Walking in this World is an online, 12 Week journaling journey, guided by the framework from the book of the same name written by Julia Cameron.
Week Two: Proportion
This is the week when we set forward on our journey by re-identifying our identity as Artist and began the process to shift ourselves into that identity. I re-learned that I have always wanted to be nothing but an artist. When I was a child, this is how I defined myself; and my family was very supportive of this. However, none of us knew what to do with it. I come from a working class family, we set art aside to make ends meet, or we used it to help us do what we needed to get done that we can't afford to buy (make curtains, sew clothes, give presents). My basic offerings were accepted if they fulfilled a semi-practical function. And so I continue to struggle with wanting to make things that are relatively functional.
Beyond this, I can't seem to make the leap to the next stage, whatever that may be. I can't ignore that inner call, but I also can't figure out what to do with it. Cameron writes "something is telling us to make art. We must trust that something." She also states that "when we are ready to transform, transformation will come to us." Great, but again, what do I do with it?
My favorite exercise in this chapter asked that we write a letter from our adult selves to our inner artist. Wow, this was an enlightening letter. I wrote that I put my artist self aside to learn to be a healthy grown up, learning discipline and how to be in control. I realized that being creative makes me emotionally vulnerable, and forces me to balance and recognize the more intense sides of myself, both joyous and painful. I think that art making is not actually about making something semi-practical - it is really about keeping my own self balanced while entering into the act of being creative. Cameron anticipates this and shares:
When we are changing sizes, we feel large, clear, and powerful one day, tiny and defenseless the next. We feel euphoric and then we feel enraged. This is good. This is healthy...If you are panicked, tell yourself, "Ah! Good sign: I am getting unstuck."
Week Three: Perspective
I found this chapter a little odd, and struggled to get into it. I thought that Cameron spent a lot of time talking about how artists are mislabeled "crazy." This feels like a perpetuation of a misbelief: an artist designs our clothes, our furnishings, our television shows and movies, our magazines, not to mention the art on our walls. Maybe I'm naive, but I just don't see artists as "crazy". And then she debates art making as therapeutic, not therapy but states she does not want to talk about the mental health system. While I greatly respect most of what is written and I can roll with it, I get the sense that she had a terrible experience with psychiatry and therapy, saying things like "therapy aims at making us normal" and that many therapists "are controlling and intrusive in their premature questioning and direction."

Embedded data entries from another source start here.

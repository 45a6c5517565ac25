use std::io;

use thiserror::Error;

pub type Result<T> = std::result::Result<T, Error>;

/// Errors surfaced by store operations.
///
/// Foreground operations return these to the caller; background jobs
/// log them and record the outcome in a stat register instead (see
/// [`StatRegister::DatasortCompletionStatus`](super::stats::StatRegister)).
#[derive(Debug, Error)]
pub enum Error {
    #[error("key not found")]
    NotFound,

    #[error("record checksum mismatch")]
    ChecksumMismatch,

    #[error("record header in data file differs from index copy")]
    HeaderInconsistent,

    #[error("i/o error: {0}")]
    Io(#[from] io::Error),

    #[error("invalid argument: {0}")]
    InvalidArgument(String),

    #[error("out of memory")]
    OutOfMemory,

    #[error("operation cancelled")]
    Cancelled,
}

impl Error {
    /// Classic negative errno for this error kind.
    ///
    /// Used for the datasort completion status register and by
    /// embedders that bridge to errno based interfaces.
    pub fn errno(&self) -> i32 {
        match self {
            Error::NotFound => -libc::ENOENT,
            Error::ChecksumMismatch => -libc::EILSEQ,
            Error::HeaderInconsistent => -libc::EINVAL,
            Error::Io(err) => err.raw_os_error().map(|e| -e).unwrap_or(-libc::EIO),
            Error::InvalidArgument(_) => -libc::EINVAL,
            Error::OutOfMemory => -libc::ENOMEM,
            Error::Cancelled => -libc::EINTR,
        }
    }

    pub fn is_not_found(&self) -> bool {
        matches!(self, Error::NotFound)
    }

    pub fn is_checksum_mismatch(&self) -> bool {
        matches!(self, Error::ChecksumMismatch)
    }
}

impl From<nix::Error> for Error {
    fn from(err: nix::Error) -> Self {
        Error::Io(crate::tools::file::nix_to_io(err))
    }
}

While I see where she is coming from - and sometimes she is right - I need to say something. There are therapists, like myself, who don't operate this way. I wish I could tell her that, on a daily basis, I do "stand knee deep in the rapids of the human condition, accepting that life, by its nature, is turbulent, powerful and mysterious." I am an art therapist, and I strongly believe that is is possible for art to be both therapeutic and therapy. Great thinkers who are both therapists and artists have been writing and researching on the topic for many years. Being a therapist is hard, painful, aching work. I hold it akin to art making, and sometimes deeper than. There, I said it. Since I entered this field, I find art easier to do.
She also asks us to make a list of 50 things that makes us angry, and challenges us to identify action items from those angry items. I made a choice not to make this list. I get the point, but the journaling pages and my perceptions of her attitude towards therapy are stirring up the waters enough for me. I know exactly what makes me angry; I pride myself on actively changing it on a daily basis.
I'm sorry to be such a lame-o on this one, this chapter just didn't sit with me well. Maybe I just over think everything!
1. How many days this week did you do your Morning Pages?
Over these past two weeks, I've done my pages every evening except for a shortened version last night because I wasn't feeling well. One night, I even talked my husband into trying writing! I enjoy it because it is literally a dumping out of thoughts. When I wake up in the morning, I am focused on what needs to be accomplished, and by the end of my day, I've done most things on my list. I just feel more clear and a lot chiller. Conversely, I am not spending much time on art making. I don't know why.
2. Did you do your Artist’s Date this week?
Yes. Both weeks I wandered around and took photographs. And totally lost a ton of awesome ones when transferring my images to my computer. Boo.
3. Did you do your Weekly Walk?
I've been able to do this also. Yesterday, my husband and I walked around Jamaica Way Pond and I took a ton of photos. I'm trying to build in time at work to take walks too! That is sooo much easier said than done.